Variation across centers in standardized mortality ratios for congenital diaphragmatic hernia receiving extracorporeal life support

Yigit S Guner 1Matthew T Harting 2Tim Jancelewicz 3Peter T Yu 4Matteo Di Nardo 5Danh V Nguyen 6Affiliations expand

Abstract

Background: We sought to elucidate the degree of variation across centers by calculating center-specific standardized mortality ratios (SMRs) for infants with congenital diaphragmatic hernia (CDH) requiring extracorporeal life support (ECLS).

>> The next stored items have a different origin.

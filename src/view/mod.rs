//! Read-side projections and overview metrics.
//!
//! Everything in this module is derived from a sequence of weeks on
//! every call: search filtering, grouping by month, the current week,
//! per-employee lookups, and the roster summary.

mod query;
mod summary;

pub use query::{assignments_for, current_week, filter_weeks, group_by_month, MonthKey};
pub use summary::{DutyCount, RosterSummary};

Methods: The Extracorporeal Life Support Organization (ELSO) registry data (2000-2019) were used to estimate SMRs. Center-specific SMRs and their 95% confidence intervals (CIs) were used to identify centers with mortality as significantly worse (SW), significantly better (SB), or not different (ND) relative to the median standardized mortality rate.

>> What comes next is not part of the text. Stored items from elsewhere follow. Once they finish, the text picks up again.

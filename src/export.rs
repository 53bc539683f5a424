//! CSV export of the roster.
//!
//! One header row, then one row per week in week-number order. Text
//! fields are always quoted with embedded quotes doubled; dates and week
//! numbers are written bare. Multiple holidays in a week are joined with
//! `"; "`. An optional UTF-8 byte-order mark helps spreadsheet tools
//! detect the encoding of non-ASCII names.

use std::io::{self, Write};

use crate::models::WeeklySchedule;

/// Header row.
pub const CSV_HEADER: &str =
    "Week,Start Date,End Date,Lead Name,Lead Position,Co-Lead Name,Co-Lead Position,Holidays";

/// UTF-8 byte-order mark.
pub const UTF8_BOM: &str = "\u{feff}";

/// Export options.
#[derive(Debug, Clone, Copy, PartialEq, Eq)]
pub struct CsvOptions {
    /// Prefix the output with [`UTF8_BOM`].
    pub bom: bool,
}

impl Default for CsvOptions {
    fn default() -> Self {
        Self { bom: true }
    }
}

/// Writes the roster as CSV to `writer`.
pub fn write_csv<'a, W: Write>(
    mut writer: W,
    weeks: impl IntoIterator<Item = &'a WeeklySchedule>,
    options: CsvOptions,
) -> io::Result<()> {
    let mut rows: Vec<&WeeklySchedule> = weeks.into_iter().collect();
    rows.sort_by_key(|w| w.week_number);

    if options.bom {
        writer.write_all(UTF8_BOM.as_bytes())?;
    }
    writeln!(writer, "{CSV_HEADER}")?;

    for w in rows {
        writeln!(
            writer,
            "{},{},{},{},{},{},{},{}",
            w.week_number,
            w.start_date,
            w.end_date,
            quote(&w.lead.name),
            quote(&w.lead.position),
            quote(&w.co_lead.name),
            quote(&w.co_lead.position),
            quote(&w.holiday_names()),
        )?;
    }

    writer.flush()
}

/// Renders the roster as a CSV string.
pub fn to_csv<'a>(
    weeks: impl IntoIterator<Item = &'a WeeklySchedule>,
    options: CsvOptions,
) -> String {
    let mut buf = Vec::new();
    // Writing into a Vec<u8> cannot fail.
    let _ = write_csv(&mut buf, weeks, options);
    String::from_utf8_lossy(&buf).into_owned()
}

fn quote(field: &str) -> String {
    format!("\"{}\"", field.replace('"', "\"\""))
}

#[cfg(test)]
mod tests {
    use super::*;
    use crate::models::{Employee, Holiday};
    use chrono::NaiveDate;
    use pretty_assertions::assert_eq;

    fn date(y: i32, m: u32, d: u32) -> NaiveDate {
        NaiveDate::from_ymd_opt(y, m, d).unwrap()
    }

    fn sample_weeks() -> Vec<WeeklySchedule> {
        vec![
            WeeklySchedule {
                week_number: 2,
                start_date: date(2026, 4, 13),
                end_date: date(2026, 4, 17),
                lead: Employee::new("GM10")
                    .with_name("Niyompong")
                    .with_position("Corporate Communication & Branding Manager"),
                co_lead: Employee::new("PH05")
                    .with_name("Napapat")
                    .with_position("Cashier HOD"),
                working_days: vec![date(2026, 4, 16), date(2026, 4, 17)],
                holidays_in_week: vec![
                    Holiday::new(date(2026, 4, 13), "Songkran Festival"),
                    Holiday::new(date(2026, 4, 14), "Songkran Festival"),
                    Holiday::new(date(2026, 4, 15), "Songkran Festival"),
                ],
            },
            WeeklySchedule {
                week_number: 1,
                start_date: date(2026, 4, 6),
                end_date: date(2026, 4, 10),
                lead: Employee::new("GM09")
                    .with_name("จุฬาภรณ์ พรหมน้อย")
                    .with_position("IPD Manager"),
                co_lead: Employee::new("PH04")
                    .with_name("Adul \"Ambulance\" P.")
                    .with_position("Ambulance Service, Vehicle HOD"),
                working_days: vec![
                    date(2026, 4, 7),
                    date(2026, 4, 8),
                    date(2026, 4, 9),
                    date(2026, 4, 10),
                ],
                holidays_in_week: vec![Holiday::new(date(2026, 4, 6), "Chakri Memorial Day")],
            },
        ]
    }

    #[test]
    fn test_csv_layout() {
        let csv = to_csv(&sample_weeks(), CsvOptions { bom: false });
        let lines: Vec<&str> = csv.lines().collect();

        assert_eq!(lines.len(), 3);
        assert_eq!(lines[0], CSV_HEADER);
        assert_eq!(
            lines[1],
            r#"1,2026-04-06,2026-04-10,"จุฬาภรณ์ พรหมน้อย","IPD Manager","Adul ""Ambulance"" P.","Ambulance Service, Vehicle HOD","Chakri Memorial Day""#
        );
        assert_eq!(
            lines[2],
            r#"2,2026-04-13,2026-04-17,"Niyompong","Corporate Communication & Branding Manager","Napapat","Cashier HOD","Songkran Festival; Songkran Festival; Songkran Festival""#
        );
    }

    #[test]
    fn test_csv_bom() {
        let with_bom = to_csv(&sample_weeks(), CsvOptions::default());
        assert!(with_bom.starts_with('\u{feff}'));
        assert!(with_bom[UTF8_BOM.len()..].starts_with("Week,"));

        let without = to_csv(&sample_weeks(), CsvOptions { bom: false });
        assert!(without.starts_with("Week,"));
    }

    #[test]
    fn test_empty_holidays_cell() {
        let mut weeks = sample_weeks();
        weeks[0].holidays_in_week.clear();
        let csv = to_csv(&weeks[..1], CsvOptions { bom: false });
        assert!(csv.lines().nth(1).unwrap().ends_with(",\"Cashier HOD\",\"\""));
    }

    #[test]
    fn test_empty_roster_header_only() {
        let csv = to_csv(&Vec::<WeeklySchedule>::new(), CsvOptions { bom: false });
        assert_eq!(csv, format!("{CSV_HEADER}\n"));
    }
}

Results: We identified 4,223 neonates with CDH from 109 centers. SMRs were risk-adjusted for pre-ECLS case-mix (birthweight, sex, race, 5 min Apgar, blood gases, gestational age, hernia side, prenatal diagnosis, pre-ECLS arrest, and comorbidities). Observed (unadjusted) mortality rates across centers varied substantially (range: 14.3%-90.9%; interquartile range [IQR]: 42.9%-62.1%). Thirteen centers (11.9%) had SB SMRs< 1 (SMR 0.52 to 0.84), 7 centers (6.4%) had SW SMRs>1 (SMR 1.25 to 1.43), and 89 centers (81.7%) had SMRs ND relative to the median SMR rate across all centers (i.e., SMR not different from one). Descriptive analyses demonstrated that SB centers had a lower proportion of cases with renal complications, infectious complications and discontinuation of ECLS owing to complications, as well as differences in pre-ECLS treatments and timing of CDH repair, compared to SW and ND centers.

Conclusion: This study specifically identified ECLS centers with higher and lower survival for patients with CDH, which may serve as a benchmark for institutional quality improvement. Future studies are needed to identify those specific processes at those centers that leads to favorable outcomes with the goal of improving care globally.

Level of evidence: Level III.

Keywords: CDH; ECLS; ECMO; Quality; SMR.